* _THE TASK_: Could you set down every entry below exactly as it is?

BEGIN

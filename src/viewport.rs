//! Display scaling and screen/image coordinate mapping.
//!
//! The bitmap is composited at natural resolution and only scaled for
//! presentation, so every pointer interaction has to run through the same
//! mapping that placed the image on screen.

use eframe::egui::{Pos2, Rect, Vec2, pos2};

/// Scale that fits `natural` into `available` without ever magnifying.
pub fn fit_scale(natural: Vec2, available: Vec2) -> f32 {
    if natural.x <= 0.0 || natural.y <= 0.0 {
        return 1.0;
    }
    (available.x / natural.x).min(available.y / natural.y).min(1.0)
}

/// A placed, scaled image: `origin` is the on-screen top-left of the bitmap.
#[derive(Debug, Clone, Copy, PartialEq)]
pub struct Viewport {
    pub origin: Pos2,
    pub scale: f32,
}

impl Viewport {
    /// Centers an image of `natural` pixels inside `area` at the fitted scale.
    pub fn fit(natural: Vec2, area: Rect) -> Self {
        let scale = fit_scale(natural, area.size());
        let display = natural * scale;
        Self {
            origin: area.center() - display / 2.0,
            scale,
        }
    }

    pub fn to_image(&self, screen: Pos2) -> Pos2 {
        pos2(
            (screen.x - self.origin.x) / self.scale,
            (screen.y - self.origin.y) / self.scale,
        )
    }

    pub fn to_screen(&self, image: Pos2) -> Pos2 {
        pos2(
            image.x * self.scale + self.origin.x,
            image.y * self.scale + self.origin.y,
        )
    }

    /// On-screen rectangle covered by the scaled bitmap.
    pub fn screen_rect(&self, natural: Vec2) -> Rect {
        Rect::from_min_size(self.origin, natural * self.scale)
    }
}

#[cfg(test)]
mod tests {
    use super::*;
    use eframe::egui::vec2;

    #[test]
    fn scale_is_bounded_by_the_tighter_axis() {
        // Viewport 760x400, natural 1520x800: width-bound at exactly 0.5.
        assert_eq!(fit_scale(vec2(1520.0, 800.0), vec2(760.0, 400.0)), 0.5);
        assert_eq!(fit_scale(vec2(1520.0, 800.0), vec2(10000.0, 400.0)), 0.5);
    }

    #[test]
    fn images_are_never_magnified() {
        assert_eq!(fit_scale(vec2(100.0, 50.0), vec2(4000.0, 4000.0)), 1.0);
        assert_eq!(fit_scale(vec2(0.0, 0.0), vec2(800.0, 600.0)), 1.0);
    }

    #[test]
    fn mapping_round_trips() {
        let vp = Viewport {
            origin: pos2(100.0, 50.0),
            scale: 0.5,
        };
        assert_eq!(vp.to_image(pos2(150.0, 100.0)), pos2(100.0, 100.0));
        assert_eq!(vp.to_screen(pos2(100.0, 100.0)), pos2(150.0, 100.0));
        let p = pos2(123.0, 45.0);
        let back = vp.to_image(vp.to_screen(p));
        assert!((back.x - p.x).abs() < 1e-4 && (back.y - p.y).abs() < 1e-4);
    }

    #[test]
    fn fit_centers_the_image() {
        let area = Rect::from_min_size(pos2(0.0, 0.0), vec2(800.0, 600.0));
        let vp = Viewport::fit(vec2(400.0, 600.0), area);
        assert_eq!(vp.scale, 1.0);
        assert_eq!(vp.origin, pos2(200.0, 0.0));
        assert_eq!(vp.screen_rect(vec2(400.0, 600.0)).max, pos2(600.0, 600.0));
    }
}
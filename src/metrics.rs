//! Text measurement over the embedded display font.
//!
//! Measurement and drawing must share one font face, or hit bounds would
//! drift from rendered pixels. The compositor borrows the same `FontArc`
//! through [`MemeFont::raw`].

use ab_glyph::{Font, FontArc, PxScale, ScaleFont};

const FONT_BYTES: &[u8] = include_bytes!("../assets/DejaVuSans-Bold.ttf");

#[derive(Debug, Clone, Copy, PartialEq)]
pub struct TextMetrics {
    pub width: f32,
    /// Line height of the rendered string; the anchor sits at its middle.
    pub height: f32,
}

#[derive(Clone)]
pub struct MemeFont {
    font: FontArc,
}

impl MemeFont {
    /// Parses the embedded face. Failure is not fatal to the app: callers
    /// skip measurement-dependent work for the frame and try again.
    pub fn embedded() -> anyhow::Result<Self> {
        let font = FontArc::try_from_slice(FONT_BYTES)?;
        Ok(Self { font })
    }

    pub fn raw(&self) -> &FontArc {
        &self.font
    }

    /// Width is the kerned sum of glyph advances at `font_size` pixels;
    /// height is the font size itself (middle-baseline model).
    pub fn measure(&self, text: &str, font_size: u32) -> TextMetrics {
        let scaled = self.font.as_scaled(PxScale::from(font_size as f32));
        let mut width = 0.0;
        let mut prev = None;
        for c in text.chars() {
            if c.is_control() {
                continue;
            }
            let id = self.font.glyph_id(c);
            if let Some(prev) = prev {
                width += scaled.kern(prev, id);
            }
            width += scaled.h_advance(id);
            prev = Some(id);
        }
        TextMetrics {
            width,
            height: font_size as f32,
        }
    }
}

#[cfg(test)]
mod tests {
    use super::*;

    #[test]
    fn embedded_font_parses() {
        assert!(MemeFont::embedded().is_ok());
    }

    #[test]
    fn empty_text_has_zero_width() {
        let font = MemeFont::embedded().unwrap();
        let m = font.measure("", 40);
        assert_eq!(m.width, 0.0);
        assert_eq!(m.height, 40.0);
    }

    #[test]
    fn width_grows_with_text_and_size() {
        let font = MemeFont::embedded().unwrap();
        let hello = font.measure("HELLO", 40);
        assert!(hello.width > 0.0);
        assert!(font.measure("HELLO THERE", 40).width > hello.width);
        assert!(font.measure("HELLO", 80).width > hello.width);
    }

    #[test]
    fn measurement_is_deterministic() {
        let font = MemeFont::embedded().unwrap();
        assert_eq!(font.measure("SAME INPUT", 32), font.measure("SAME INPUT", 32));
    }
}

END

* _ANSWER BELOW_:
filename src/viewport.rs
//! Display scaling and screen/image coordinate mapping.
//!
//! The bitmap is composited at natural resolution and only scaled for
//! presentation, so every pointer interaction has to run through the same
//! mapping that placed the image on screen.

use eframe::egui::{Pos2, Rect, Vec2, pos2};

/// Scale that fits `natural` into `available` without ever magnifying.
pub fn fit_scale(natural: Vec2, available: Vec2) -> f32 {
    if natural.x <= 0.0 || natural.y <= 0.0 {
        return 1.0;
    }
    (available.x / natural.x).min(available.y / natural.y).min(1.0)
}

/// A placed, scaled image: `origin` is the on-screen top-left of the bitmap.
#[derive(Debug, Clone, Copy, PartialEq)]
pub struct Viewport {
    pub origin: Pos2,
    pub scale: f32,
}

impl Viewport {
    /// Centers an image of `natural` pixels inside `area` at the fitted scale.
    pub fn fit(natural: Vec2, area: Rect) -> Self {
        let scale = fit_scale(natural, area.size());
        let display = natural * scale;
        Self {
            origin: area.center() - display / 2.0,
            scale,
        }
    }

    pub fn to_image(&self, screen: Pos2) -> Pos2 {
        pos2(
            (screen.x - self.origin.x) / self.scale,
            (screen.y - self.origin.y) / self.scale,
        )
    }

    pub fn to_screen(&self, image: Pos2) -> Pos2 {
        pos2(
            image.x * self.scale + self.origin.x,
            image.y * self.scale + self.origin.y,
        )
    }

    /// On-screen rectangle covered by the scaled bitmap.
    pub fn screen_rect(&self, natural: Vec2) -> Rect {
        Rect::from_min_size(self.origin, natural * self.scale)
    }
}

#[cfg(test)]
mod tests {
    use super::*;
    use eframe::egui::vec2;

    #[test]
    fn scale_is_bounded_by_the_tighter_axis() {
        // Viewport 760x400, natural 1520x800: width-bound at exactly 0.5.
        assert_eq!(fit_scale(vec2(1520.0, 800.0), vec2(760.0, 400.0)), 0.5);
        assert_eq!(fit_scale(vec2(1520.0, 800.0), vec2(10000.0, 400.0)), 0.5);
    }

    #[test]
    fn images_are_never_magnified() {
        assert_eq!(fit_scale(vec2(100.0, 50.0), vec2(4000.0, 4000.0)), 1.0);
        assert_eq!(fit_scale(vec2(0.0, 0.0), vec2(800.0, 600.0)), 1.0);
    }

    #[test]
    fn mapping_round_trips() {
        let vp = Viewport {
            origin: pos2(100.0, 50.0),
            scale: 0.5,
        };
        assert_eq!(vp.to_image(pos2(150.0, 100.0)), pos2(100.0, 100.0));
        assert_eq!(vp.to_screen(pos2(100.0, 100.0)), pos2(150.0, 100.0));
        let p = pos2(123.0, 45.0);
        let back = vp.to_image(vp.to_screen(p));
        assert!((back.x - p.x).abs() < 1e-4 && (back.y - p.y).abs() < 1e-4);
    }

    #[test]
    fn fit_centers_the_image() {
        let area = Rect::from_min_size(pos2(0.0, 0.0), vec2(800.0, 600.0));
        let vp = Viewport::fit(vec2(400.0, 600.0), area);
        assert_eq!(vp.scale, 1.0);
        assert_eq!(vp.origin, pos2(200.0, 0.0));
        assert_eq!(vp.screen_rect(vec2(400.0, 600.0)).max, pos2(600.0, 600.0));
    }
}
filename src/metrics.rs
//! Text measurement over the embedded display font.
//!
//! Measurement and drawing must share one font face, or hit bounds would
//! drift from rendered pixels. The compositor borrows the same `FontArc`
//! through [`MemeFont::raw`].

use ab_glyph::{Font, FontArc, PxScale, ScaleFont};

const FONT_BYTES: &[u8] = include_bytes!("../assets/DejaVuSans-Bold.ttf");

#[derive(Debug, Clone, Copy, PartialEq)]
pub struct TextMetrics {
    pub width: f32,
    /// Line height of the rendered string; the anchor sits at its middle.
    pub height: f32,
}

#[derive(Clone)]
pub struct MemeFont {
    font: FontArc,
}

impl MemeFont {
    /// Parses the embedded face. Failure is not fatal to the app: callers
    /// skip measurement-dependent work for the frame and try again.
    pub fn embedded() -> anyhow::Result<Self> {
        let font = FontArc::try_from_slice(FONT_BYTES)?;
        Ok(Self { font })
    }

    pub fn raw(&self) -> &FontArc {
        &self.font
    }

    /// Width is the kerned sum of glyph advances at `font_size` pixels;
    /// height is the font size itself (middle-baseline model).
    pub fn measure(&self, text: &str, font_size: u32) -> TextMetrics {
        let scaled = self.font.as_scaled(PxScale::from(font_size as f32));
        let mut width = 0.0;
        let mut prev = None;
        for c in text.chars() {
            if c.is_control() {
                continue;
            }
            let id = self.font.glyph_id(c);
            if let Some(prev) = prev {
                width += scaled.kern(prev, id);
            }
            width += scaled.h_advance(id);
            prev = Some(id);
        }
        TextMetrics {
            width,
            height: font_size as f32,
        }
    }
}

#[cfg(test)]
mod tests {
    use super::*;

    #[test]
    fn embedded_font_parses() {
        assert!(MemeFont::embedded().is_ok());
    }

    #[test]
    fn empty_text_has_zero_width() {
        let font = MemeFont::embedded().unwrap();
        let m = font.measure("", 40);
        assert_eq!(m.width, 0.0);
        assert_eq!(m.height, 40.0);
    }

    #[test]
    fn width_grows_with_text_and_size() {
        let font = MemeFont::embedded().unwrap();
        let hello = font.measure("HELLO", 40);
        assert!(hello.width > 0.0);
        assert!(font.measure("HELLO THERE", 40).width > hello.width);
        assert!(font.measure("HELLO", 80).width > hello.width);
    }

    #[test]
    fn measurement_is_deterministic() {
        let font = MemeFont::embedded().unwrap();
        assert_eq!(font.measure("SAME INPUT", 32), font.measure("SAME INPUT", 32));
    }
}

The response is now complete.